The technical standards are provided to all students before matriculation and are available online in the B.S.N. Student Handbook; see Section VIII: Clinical Course and Health Science Student Requirements. Students with disabilities who believe that they may need assistance in meeting the core performance standards should contact Student Disability Services.

Selection

The college's admission committee recommends to the dean the applicants who appear to be best qualified. Fulfillment of minimum admission requirements does not guarantee admission to the College of Nursing. The committee may require personal interviews. A physical examination report and specific health screening requirements must be on file at University of Iowa Student Health & Wellness 10 days before the class opens for the first clinical nursing course.

Application Deadlines

B.S.N. prelicensure early admission: January 1 for fall entry

B.S.N. prelicensure competitive admission: April 1 for spring entry

RN-B.S.N. program: March 1 for fall entry; September 1 for spring entry

In addition to general assistance available to University students, there are assistance programs specifically for nursing students. Information about financial aid is available from the University's Office of Student Financial Aid.

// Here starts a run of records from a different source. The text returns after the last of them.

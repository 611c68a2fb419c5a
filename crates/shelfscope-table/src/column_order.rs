//! Persisted column ordering
//!
//! Orders are stored per table under `table-column-order-{table_key}` as a
//! JSON array of column keys. The pinned key is forced to the front on every
//! load, save and reset. Tables without a key keep their order in memory only.

use shelfscope_core::Result;
use shelfscope_storage::{JsonRead, KeyValueStore, get_json, set_json};
use std::sync::Arc;

/// Conventional pinned column
pub const DEFAULT_PINNED_KEY: &str = "product";

const STORAGE_KEY_PREFIX: &str = "table-column-order-";

/// Move `pinned` to index 0 if it is present anywhere in `keys`.
///
/// Idempotent; orders without the pinned key are returned unchanged.
pub fn normalize_order(mut keys: Vec<String>, pinned: &str) -> Vec<String> {
    if let Some(ix) = keys.iter().position(|k| k == pinned) {
        if ix != 0 {
            let key = keys.remove(ix);
            keys.insert(0, key);
        }
    }
    keys
}

/// An ordered sequence of column keys with a pinned first column
#[derive(Debug, Clone, PartialEq, Eq)]
pub struct ColumnOrder {
    keys: Vec<String>,
    pinned_key: String,
}

impl ColumnOrder {
    pub fn new(keys: Vec<String>, pinned_key: impl Into<String>) -> Self {
        let pinned_key = pinned_key.into();
        Self {
            keys: normalize_order(keys, &pinned_key),
            pinned_key,
        }
    }

    pub fn keys(&self) -> &[String] {
        &self.keys
    }

    pub fn pinned_key(&self) -> &str {
        &self.pinned_key
    }

    pub fn is_pinned(&self, key: &str) -> bool {
        self.pinned_key == key
    }

    pub fn position(&self, key: &str) -> Option<usize> {
        self.keys.iter().position(|k| k == key)
    }

    pub fn contains(&self, key: &str) -> bool {
        self.position(key).is_some()
    }

    pub(crate) fn replace(&mut self, keys: Vec<String>) {
        self.keys = normalize_order(keys, &self.pinned_key);
    }

    pub fn into_keys(self) -> Vec<String> {
        self.keys
    }
}

/// Loads, saves and resets column orders against a shared key-value store
#[derive(Clone)]
pub struct ColumnOrderStore {
    store: Arc<dyn KeyValueStore>,
    pinned_key: String,
}

impl std::fmt::Debug for ColumnOrderStore {
    fn fmt(&self, f: &mut std::fmt::Formatter<'_>) -> std::fmt::Result {
        f.debug_struct("ColumnOrderStore")
            .field("pinned_key", &self.pinned_key)
            .finish_non_exhaustive()
    }
}

impl ColumnOrderStore {
    pub fn new(store: Arc<dyn KeyValueStore>) -> Self {
        Self {
            store,
            pinned_key: DEFAULT_PINNED_KEY.to_string(),
        }
    }

    pub fn with_pinned_key(mut self, pinned_key: impl Into<String>) -> Self {
        self.pinned_key = pinned_key.into();
        self
    }

    pub fn pinned_key(&self) -> &str {
        &self.pinned_key
    }

    pub fn storage_key(table_key: &str) -> String {
        format!("{STORAGE_KEY_PREFIX}{table_key}")
    }

    /// Resolve the order for a table: persisted if readable, otherwise the default.
    ///
    /// Storage failures and malformed data fall back to the default instead of
    /// surfacing to the caller.
    pub fn load(&self, table_key: Option<&str>, default_order: &[String]) -> ColumnOrder {
        let Some(table_key) = table_key else {
            return ColumnOrder::new(default_order.to_vec(), &self.pinned_key);
        };

        let storage_key = Self::storage_key(table_key);
        let keys = match get_json::<Vec<String>>(self.store.as_ref(), &storage_key) {
            Ok(JsonRead::Found(keys)) => keys,
            Ok(JsonRead::Missing) | Ok(JsonRead::Malformed) => default_order.to_vec(),
            Err(err) => {
                tracing::warn!(table = table_key, error = %err, "Failed to read column order, using default");
                default_order.to_vec()
            }
        };

        ColumnOrder::new(keys, &self.pinned_key)
    }

    /// Persist the full order. A table without a key is not persisted.
    pub fn save(&self, table_key: Option<&str>, order: &ColumnOrder) -> Result<()> {
        let Some(table_key) = table_key else {
            return Ok(());
        };
        set_json(
            self.store.as_ref(),
            &Self::storage_key(table_key),
            order.keys(),
        )?;
        tracing::debug!(table = table_key, columns = ?order.keys(), "Saved column order");
        Ok(())
    }

    /// Restore the default order and persist it. A failed write is logged
    /// and the default order is still returned, same as a drop.
    pub fn reset(&self, table_key: Option<&str>, default_order: &[String]) -> ColumnOrder {
        let order = ColumnOrder::new(default_order.to_vec(), &self.pinned_key);
        if let Err(err) = self.save(table_key, &order) {
            tracing::warn!(table = table_key, error = %err, "Failed to persist column order reset");
        }
        tracing::info!(table = table_key.unwrap_or("<session>"), "Reset column order");
        order
    }
}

The University of Iowa’s B.S.N. program provides broad preparation in clinical, scientific, community health, and patient education skills, and promises outstanding career options. With a B.S.N. degree, students are eligible to work as a staff nurse; flight nurse; a nurse on medical, oncology, surgical, pediatric, emergency, or intensive care units; a nurse in outpatient or neighborhood clinics; or a home health care nurse.

The U.S. Bureau of Labor Statistics projects that employment for registered nurses will grow faster than most other occupations through 2020.